I mean, 3 extra strength, can build a fort and a road? Why would they need Cover I? Fortifying a Legion on a fort is going to be pretty hard to kill anyway.

I can understand the Balista getting cover obviously due to balance, but not the Legion. I have found them very difficult to kill even with Composite bowmen or Chariot archers, they effectively come obsolete when Crossbowmen come around imo.
 
Legions shouldn't have Cover I, in the Classical era, they are already as overpowered in defense.

I mean, 3 extra strength, can build a fort and a road? Why would they need Cover I? Fortifying a Legion on a fort is going to be pretty hard to kill anyway.

I can understand the Balista getting cover obviously due to balance, but not the Legion. I have found them very difficult to kill even with Composite bowmen or Chariot archers, they effectively come obsolete when Crossbowmen come around imo.

The idea is to give legion a promotion to carry over else there is no point building them if you arnt going to war. We can always nerf its combat strength to 15.

Sent from my Galaxy Nexus using Tapatalk
 
Love the Byz changes. Free GP at Technology makes sense and is the best way to fix them IMO. Also the "pick any belief" which I myself added to Piety in my thread. 2 faith/1 food to marshes will make Holland OP IMO.

Cataphracts should be slower but more heavily armoured than knights (as is historically accurate). Imo the Byz don't need a boat UU, they were never a super maritime nation like Carthage or England. They would be better represented by a UB. I'd go for Iconography Workshop : replaces Garden. Doesn't require a river. Adds +4 faith and 2 culture in addition to the GP generation bonus.

Personally I'd like to see a notification of "civ x has started building wander y" like we had in Alpha Centauri. I mean, it's fairly obvious that someone is building the pyramids or Notre Dame, it's not a project you can hide until finished. And they take thousands or hundreds of years to complete historically. It's really needed when playing Deity, as well as a list of already completed wonders and whom completed them (don't want to mod my game for that or to keep a word file that I update with the notifications)

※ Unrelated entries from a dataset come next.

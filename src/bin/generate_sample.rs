use std::path::Path;
use std::sync::Arc;

use anyhow::{Context, Result};
use arrow::array::{Float64Array, Int64Array, StringArray};
use arrow::datatypes::{DataType, Field, Schema};
use arrow::record_batch::RecordBatch;
use parquet::arrow::ArrowWriter;
use rand::rngs::StdRng;
use rand::{Rng, SeedableRng};

/// Box-Muller transform for normal distribution
fn gauss(rng: &mut impl Rng, mean: f64, std_dev: f64) -> f64 {
    let u1: f64 = rng.gen::<f64>().max(1e-15);
    let u2: f64 = rng.gen();
    let z = (-2.0 * u1.ln()).sqrt() * (2.0 * std::f64::consts::PI * u2).cos();
    mean + std_dev * z
}

/// One synthetic population: columns `age`, `income`, `visits`, `region`.
struct Population {
    age: Vec<Option<f64>>,
    income: Vec<f64>,
    visits: Vec<i64>,
    region: Vec<String>,
}

const REGIONS: [&str; 4] = ["north", "south", "east", "west"];

/// `shift` moves the age and income distributions; `missing_rate` blanks ages.
fn generate(rng: &mut StdRng, rows: usize, shift: f64, missing_rate: f64) -> Population {
    let mut p = Population {
        age: Vec::with_capacity(rows),
        income: Vec::with_capacity(rows),
        visits: Vec::with_capacity(rows),
        region: Vec::with_capacity(rows),
    };
    for _ in 0..rows {
        let age = gauss(rng, 41.0 + shift * 8.0, 12.0).clamp(18.0, 95.0).round();
        p.age
            .push(if rng.gen::<f64>() < missing_rate { None } else { Some(age) });
        // Log-normal income.
        p.income
            .push((gauss(rng, 10.6 + shift * 0.3, 0.5)).exp().round());
        // Geometric visit counts.
        let mut visits = 0;
        while rng.gen::<f64>() < 0.7 && visits < 60 {
            visits += 1;
        }
        p.visits.push(visits);
        p.region
            .push(REGIONS[rng.gen_range(0..REGIONS.len())].to_string());
    }
    p
}

fn write_csv(path: &Path, p: &Population) -> Result<()> {
    let mut writer = csv::Writer::from_path(path)
        .with_context(|| format!("creating {}", path.display()))?;
    writer.write_record(["age", "income", "visits", "region"])?;
    for i in 0..p.income.len() {
        let age = p.age[i].map(|a| a.to_string()).unwrap_or_default();
        writer.write_record([
            age,
            p.income[i].to_string(),
            p.visits[i].to_string(),
            p.region[i].clone(),
        ])?;
    }
    writer.flush()?;
    Ok(())
}

fn write_parquet(path: &Path, p: &Population) -> Result<()> {
    let schema = Arc::new(Schema::new(vec![
        Field::new("age", DataType::Float64, true),
        Field::new("income", DataType::Float64, false),
        Field::new("visits", DataType::Int64, false),
        Field::new("region", DataType::Utf8, false),
    ]));

    let batch = RecordBatch::try_new(
        schema.clone(),
        vec![
            Arc::new(Float64Array::from(p.age.clone())),
            Arc::new(Float64Array::from(p.income.clone())),
            Arc::new(Int64Array::from(p.visits.clone())),
            Arc::new(StringArray::from(
                p.region.iter().map(|s| s.as_str()).collect::<Vec<_>>(),
            )),
        ],
    )
    .context("Failed to create RecordBatch")?;

    let file = std::fs::File::create(path)
        .with_context(|| format!("creating {}", path.display()))?;
    let mut writer = ArrowWriter::try_new(file, schema, None).context("Failed to create writer")?;
    writer.write(&batch).context("Failed to write batch")?;
    writer.close().context("Failed to close writer")?;
    Ok(())
}

fn main() -> Result<()> {
    env_logger::init();

    let dir = Path::new(std::env::args().nth(1).as_deref().unwrap_or("data")).to_path_buf();
    std::fs::create_dir_all(&dir).with_context(|| format!("creating {}", dir.display()))?;

    let mut rng = StdRng::seed_from_u64(42);

    let reference = generate(&mut rng, 20_000, 0.0, 0.02);
    write_csv(&dir.join("customers.csv"), &reference)?;

    let same = generate(&mut rng, 6_000, 0.0, 0.0);
    write_parquet(&dir.join("customers_q2.parquet"), &same)?;

    let shifted = generate(&mut rng, 3_000, 0.5, 0.01);
    write_csv(&dir.join("customers_shifted.csv"), &shifted)?;

    println!(
        "Wrote customers.csv (20000 rows), customers_q2.parquet (6000 rows) and \
         customers_shifted.csv (3000 rows) to {}",
        dir.display()
    );
    Ok(())
}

Further changes that are very much required IMO:

Production costs for Ancient/Classical/Medieval units are reduced by 20%/15%/10% to allow for early wars to actually happen.

Bse city bombardment strength reduced by 30%. A new building is added: crenellations. It requires walls to be built and adds 20% city defence and 15% reduced damage by ranged units (not siege units however)

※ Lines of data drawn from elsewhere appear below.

use std::path::Path;

use anyhow::Context;
use clap::ValueEnum;
use serde::{Deserialize, Serialize};

use crate::error::{Result, ScanError};
use crate::stats::knee::CurveSpec;
use crate::stats::ks::ComparisonResult;

/// Which columns a pair-test trial leaves out of its mean.
#[derive(Debug, Clone, Copy, PartialEq, Eq, Default, Serialize, Deserialize, ValueEnum)]
#[serde(rename_all = "kebab-case")]
pub enum SaturationPolicy {
    /// Keep every column.
    Include,
    /// Drop columns whose significance is exactly 1 (p-value 0, or too small
    /// to register against 1 in an f64).
    #[default]
    ExcludeSaturated,
    /// Drop columns whose p-value is exactly 1.
    ExcludePerfectMatch,
}

impl SaturationPolicy {
    /// Whether this column comparison is left out.
    pub fn excludes(self, result: &ComparisonResult) -> bool {
        match self {
            SaturationPolicy::Include => false,
            SaturationPolicy::ExcludeSaturated => result.significance >= 1.0,
            SaturationPolicy::ExcludePerfectMatch => result.p_value >= 1.0,
        }
    }
}

/// Options consumed by the scanners. Every field has a default, so a config
/// file only needs the keys it changes.
#[derive(Debug, Clone, PartialEq, Serialize, Deserialize)]
#[serde(default, deny_unknown_fields)]
pub struct ProbeConfig {
    /// Number of steps in the fraction series.
    pub num_fractions: usize,
    /// Smallest fraction of the series.
    pub min_fraction: f64,
    /// Row count at which the threshold switches to the asymptotic constant.
    pub size_cutoff: usize,
    /// Critical-value coefficient at or above the cutoff.
    pub asymptotic_alpha: f64,
    /// Nominal alpha below the cutoff.
    pub base_alpha: f64,
    /// Pair-test repetitions.
    pub trials: usize,
    /// Kneedle `S`.
    pub knee_sensitivity: f64,
    /// Sampling seed; `None` draws a fresh one per scan.
    pub seed: Option<u64>,
    pub saturation: SaturationPolicy,
    /// Curve declaration for the mean KS statistic.
    pub statistic_curve: CurveSpec,
    /// Curve declaration for the mean significance.
    pub significance_curve: CurveSpec,
}

impl Default for ProbeConfig {
    fn default() -> Self {
        Self {
            num_fractions: 10,
            min_fraction: 0.1,
            size_cutoff: 5000,
            asymptotic_alpha: 1.037,
            base_alpha: 0.05,
            trials: 50,
            knee_sensitivity: 1.0,
            seed: None,
            saturation: SaturationPolicy::default(),
            statistic_curve: CurveSpec::default(),
            significance_curve: CurveSpec::default(),
        }
    }
}

impl ProbeConfig {
    /// Read a JSON config file and validate it.
    pub fn from_file(path: &Path) -> anyhow::Result<Self> {
        let text = std::fs::read_to_string(path)
            .with_context(|| format!("reading config file {}", path.display()))?;
        let config: ProbeConfig = serde_json::from_str(&text)
            .with_context(|| format!("parsing config file {}", path.display()))?;
        config
            .validate()
            .with_context(|| format!("validating config file {}", path.display()))?;
        Ok(config)
    }

    /// Reject values no scan can run with.
    pub fn validate(&self) -> Result<()> {
        if self.num_fractions == 0 {
            return invalid("num_fractions must be at least 1");
        }
        if !(self.min_fraction > 0.0 && self.min_fraction <= 1.0) {
            return invalid(format!(
                "min_fraction must lie in (0, 1], got {}",
                self.min_fraction
            ));
        }
        if self.num_fractions > 1 && self.min_fraction == 1.0 {
            return invalid("min_fraction must be below 1 when num_fractions > 1");
        }
        for (name, v) in [
            ("asymptotic_alpha", self.asymptotic_alpha),
            ("base_alpha", self.base_alpha),
        ] {
            if !(v.is_finite() && v > 0.0) {
                return invalid(format!("{name} must be a positive number, got {v}"));
            }
        }
        if self.trials == 0 {
            return invalid("trials must be at least 1");
        }
        if !(self.knee_sensitivity.is_finite() && self.knee_sensitivity >= 0.0) {
            return invalid(format!(
                "knee_sensitivity must be a non-negative number, got {}",
                self.knee_sensitivity
            ));
        }
        Ok(())
    }
}

fn invalid(msg: impl Into<String>) -> Result<()> {
    Err(ScanError::InvalidInput(msg.into()))
}

#[cfg(test)]
mod tests {
    use super::*;
    use crate::stats::knee::{CurveDirection, CurveShape};

    #[test]
    fn test_defaults() {
        let c = ProbeConfig::default();
        assert_eq!(c.num_fractions, 10);
        assert_eq!(c.min_fraction, 0.1);
        assert_eq!(c.size_cutoff, 5000);
        assert_eq!(c.asymptotic_alpha, 1.037);
        assert_eq!(c.base_alpha, 0.05);
        assert_eq!(c.trials, 50);
        assert_eq!(c.knee_sensitivity, 1.0);
        assert!(c.validate().is_ok());
    }

    #[test]
    fn test_partial_json_keeps_defaults() {
        let c: ProbeConfig = serde_json::from_str(
            r#"{"trials": 7, "saturation": "include",
                "significance_curve": {"shape": "concave", "direction": "decreasing"}}"#,
        )
        .unwrap();
        assert_eq!(c.trials, 7);
        assert_eq!(c.saturation, SaturationPolicy::Include);
        assert_eq!(c.significance_curve.shape, CurveShape::Concave);
        assert_eq!(c.significance_curve.direction, CurveDirection::Decreasing);
        assert_eq!(c.num_fractions, 10);
    }

    #[test]
    fn test_unknown_key_rejected() {
        assert!(serde_json::from_str::<ProbeConfig>(r#"{"trails": 7}"#).is_err());
    }

    #[test]
    fn test_validate_rejects_bad_values() {
        let bad = [
            ProbeConfig { min_fraction: 0.0, ..Default::default() },
            ProbeConfig { min_fraction: 1.5, ..Default::default() },
            ProbeConfig { num_fractions: 0, ..Default::default() },
            ProbeConfig { trials: 0, ..Default::default() },
            ProbeConfig { base_alpha: -0.05, ..Default::default() },
            ProbeConfig { knee_sensitivity: f64::NAN, ..Default::default() },
        ];
        for c in bad {
            assert!(matches!(c.validate(), Err(ScanError::InvalidInput(_))), "{c:?}");
        }
    }

    fn result(p_value: f64) -> ComparisonResult {
        ComparisonResult {
            column: "c".into(),
            statistic: 0.5,
            p_value,
            significance: 1.0 - p_value,
        }
    }

    #[test]
    fn test_saturation_policy() {
        assert!(SaturationPolicy::ExcludeSaturated.excludes(&result(0.0)));
        assert!(SaturationPolicy::ExcludeSaturated.excludes(&result(1e-40)));
        assert!(!SaturationPolicy::ExcludeSaturated.excludes(&result(0.01)));
        assert!(SaturationPolicy::ExcludePerfectMatch.excludes(&result(1.0)));
        assert!(!SaturationPolicy::ExcludePerfectMatch.excludes(&result(0.0)));
        assert!(!SaturationPolicy::Include.excludes(&result(0.0)));
    }
}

Warmonger penalties for capturing city states reduced. Warmonger penalty for capturing up to 3 non-capital cities OR the enemy capital reduced. Further reduction if the enemy faction is the aggressor.

Faith ruins can spawn at turn 15 and later (was 19 and later previously)

Increased chance to get a culture ruin if civ is yet to unlock any social policy tree.

Great Admiral: can now be spent in a coastal city to construct the Admiralty building for free. It is a building that adds a 20% increase to sea trade route range, adds 2 gold per sea trade route and 15% bonus to building ships.

Great General: can now be spent in any city. Builds the Elite Guard building, which provides 10 xp to newly trained units.

England: UU now doublest the Great Admiral combat bonus in addition to granting one extra spy and 2 sea movement range.

Pikemen now have the Pike Wall ability. When fortified, it gives them +100 vs. mounted units but -30% versus ranged units.

When a unit is upgraded to a different unit type and its promotions are no longer valid, the player may re-assign the promotions in question.

National College science bonus down to 25% from 50%. Oxford now has a 25% science bonus instead.
 
My reply, borrowed from the PolyCast thread itself:

RE: Great Person separation on the counters.
My thinking was that Great Merchants as they stand right now are SO inferior to Engineers and Scientists, that it's actually a penalty to spawn them (unless you're Venice). To speak to your talk of Choosing between an Engineer or a Scientist, I can't say that's ever my first thought in allocating my specialists: generally it's more "I need science" and then "I need Production!" and the GP shows up later as a nice bonus.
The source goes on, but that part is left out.